Data entries
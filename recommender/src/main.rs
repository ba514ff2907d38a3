use anyhow::Result;
use clap::{Parser, Subcommand};
use engine::{Engine, GenreFilter, VectorizerConfig};
use serde::Serialize;
use tracing_subscriber::{fmt, EnvFilter};

#[derive(Parser)]
#[command(name = "recommender")]
#[command(about = "Content-based movie recommendations over a local catalog", long_about = None)]
struct Cli {
    /// Catalog file (.csv, .json or .jsonl)
    #[arg(long, global = true, default_value = "./data/movies.csv")]
    catalog: String,
    /// Maximum number of vocabulary tokens
    #[arg(long, global = true, default_value_t = engine::vectorizer::DEFAULT_MAX_VOCABULARY_SIZE)]
    max_vocabulary: usize,
    #[command(subcommand)]
    command: Commands,
}

#[derive(Subcommand)]
enum Commands {
    /// Recommend titles similar to a catalog title
    Recommend {
        /// Title to look up (case-insensitive)
        title: String,
        /// Main genre to restrict results to, or "All"
        #[arg(long, default_value = "All")]
        genre: String,
        /// Number of recommendations
        #[arg(short, default_value_t = engine::ranker::DEFAULT_K)]
        k: usize,
        /// Print JSON instead of a table
        #[arg(long, default_value_t = false)]
        json: bool,
    },
    /// List the main genres available for filtering
    Genres,
    /// Show the most heavily used vocabulary tokens
    Vocab {
        #[arg(long, default_value_t = 20)]
        top: usize,
    },
}

#[derive(Serialize)]
struct Row<'a> {
    title: &'a str,
    main_genre: &'a str,
    score: f32,
}

fn main() -> Result<()> {
    fmt().with_env_filter(EnvFilter::from_default_env()).init();
    let cli = Cli::parse();
    let config = VectorizerConfig { max_vocabulary_size: cli.max_vocabulary, ..Default::default() };
    let engine = Engine::from_path(&cli.catalog, &config)?;

    match cli.command {
        Commands::Recommend { title, genre, k, json } => recommend(&engine, &title, &genre, k, json),
        Commands::Genres => {
            println!("{}", GenreFilter::All);
            for g in engine.catalog().genres() {
                println!("{g}");
            }
            Ok(())
        }
        Commands::Vocab { top } => {
            vocab(&engine, top);
            Ok(())
        }
    }
}

fn recommend(engine: &Engine, title: &str, genre: &str, k: usize, json: bool) -> Result<()> {
    let recs = engine.recommend(title, &GenreFilter::from(genre), k)?;

    if json {
        let rows: Vec<Row<'_>> = recs
            .iter()
            .map(|r| Row { title: &r.entry.title, main_genre: &r.entry.main_genre, score: r.score })
            .collect();
        println!("{}", serde_json::to_string_pretty(&rows)?);
    } else if recs.is_empty() {
        println!("No recommendations found.");
    } else {
        for (rank, r) in recs.iter().enumerate() {
            println!("{:>2}. {:<40} {:<12} {:.4}", rank + 1, r.entry.title, r.entry.main_genre, r.score);
        }
    }
    Ok(())
}

fn vocab(engine: &Engine, top: usize) {
    let mut totals = vec![0u64; engine.vocabulary().len()];
    for row in engine.matrix().iter() {
        for (col, n) in row.entries() {
            totals[*col as usize] += *n as u64;
        }
    }
    let mut ranked: Vec<(usize, u64)> = totals.into_iter().enumerate().collect();
    ranked.sort_by(|a, b| b.1.cmp(&a.1));
    tracing::info!(terms = engine.vocabulary().len(), "vocabulary");
    for (col, n) in ranked.into_iter().take(top) {
        if let Some(term) = engine.vocabulary().term(col as u32) {
            println!("{n:>6}  {term}");
        }
    }
}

PROBLEM REQUIREMENTS
Copy each line of the data exactly, leaving nothing out.

EXERCISE ANSWER
filename recommender/src/main.rs
repository ba514ff2907d38a3
use anyhow::Result;
use clap::{Parser, Subcommand};
use engine::{Engine, GenreFilter, VectorizerConfig};
use serde::Serialize;
use tracing_subscriber::{fmt, EnvFilter};

#[derive(Parser)]
#[command(name = "recommender")]
#[command(about = "Content-based movie recommendations over a local catalog", long_about = None)]
struct Cli {
    /// Catalog file (.csv, .json or .jsonl)
    #[arg(long, global = true, default_value = "./data/movies.csv")]
    catalog: String,
    /// Maximum number of vocabulary tokens
    #[arg(long, global = true, default_value_t = engine::vectorizer::DEFAULT_MAX_VOCABULARY_SIZE)]
    max_vocabulary: usize,
    #[command(subcommand)]
    command: Commands,
}

#[derive(Subcommand)]
enum Commands {
    /// Recommend titles similar to a catalog title
    Recommend {
        /// Title to look up (case-insensitive)
        title: String,
        /// Main genre to restrict results to, or "All"
        #[arg(long, default_value = "All")]
        genre: String,
        /// Number of recommendations
        #[arg(short, default_value_t = engine::ranker::DEFAULT_K)]
        k: usize,
        /// Print JSON instead of a table
        #[arg(long, default_value_t = false)]
        json: bool,
    },
    /// List the main genres available for filtering
    Genres,
    /// Show the most heavily used vocabulary tokens
    Vocab {
        #[arg(long, default_value_t = 20)]
        top: usize,
    },
}

#[derive(Serialize)]
struct Row<'a> {
    title: &'a str,
    main_genre: &'a str,
    score: f32,
}

fn main() -> Result<()> {
    fmt().with_env_filter(EnvFilter::from_default_env()).init();
    let cli = Cli::parse();
    let config = VectorizerConfig { max_vocabulary_size: cli.max_vocabulary, ..Default::default() };
    let engine = Engine::from_path(&cli.catalog, &config)?;

    match cli.command {
        Commands::Recommend { title, genre, k, json } => recommend(&engine, &title, &genre, k, json),
        Commands::Genres => {
            println!("{}", GenreFilter::All);
            for g in engine.catalog().genres() {
                println!("{g}");
            }
            Ok(())
        }
        Commands::Vocab { top } => {
            vocab(&engine, top);
            Ok(())
        }
    }
}

fn recommend(engine: &Engine, title: &str, genre: &str, k: usize, json: bool) -> Result<()> {
    let recs = engine.recommend(title, &GenreFilter::from(genre), k)?;

    if json {
        let rows: Vec<Row<'_>> = recs
            .iter()
            .map(|r| Row { title: &r.entry.title, main_genre: &r.entry.main_genre, score: r.score })
            .collect();
        println!("{}", serde_json::to_string_pretty(&rows)?);
    } else if recs.is_empty() {
        println!("No recommendations found.");
    } else {
        for (rank, r) in recs.iter().enumerate() {
            println!("{:>2}. {:<40} {:<12} {:.4}", rank + 1, r.entry.title, r.entry.main_genre, r.score);
        }
    }
    Ok(())
}

fn vocab(engine: &Engine, top: usize) {
    let mut totals = vec![0u64; engine.vocabulary().len()];
    for row in engine.matrix().iter() {
        for (col, n) in row.entries() {
            totals[*col as usize] += *n as u64;
        }
    }
    let mut ranked: Vec<(usize, u64)> = totals.into_iter().enumerate().collect();
    ranked.sort_by(|a, b| b.1.cmp(&a.1));
    tracing::info!(terms = engine.vocabulary().len(), "vocabulary");
    for (col, n) in ranked.into_iter().take(top) {
        if let Some(term) = engine.vocabulary().term(col as u32) {
            println!("{n:>6}  {term}");
        }
    }
}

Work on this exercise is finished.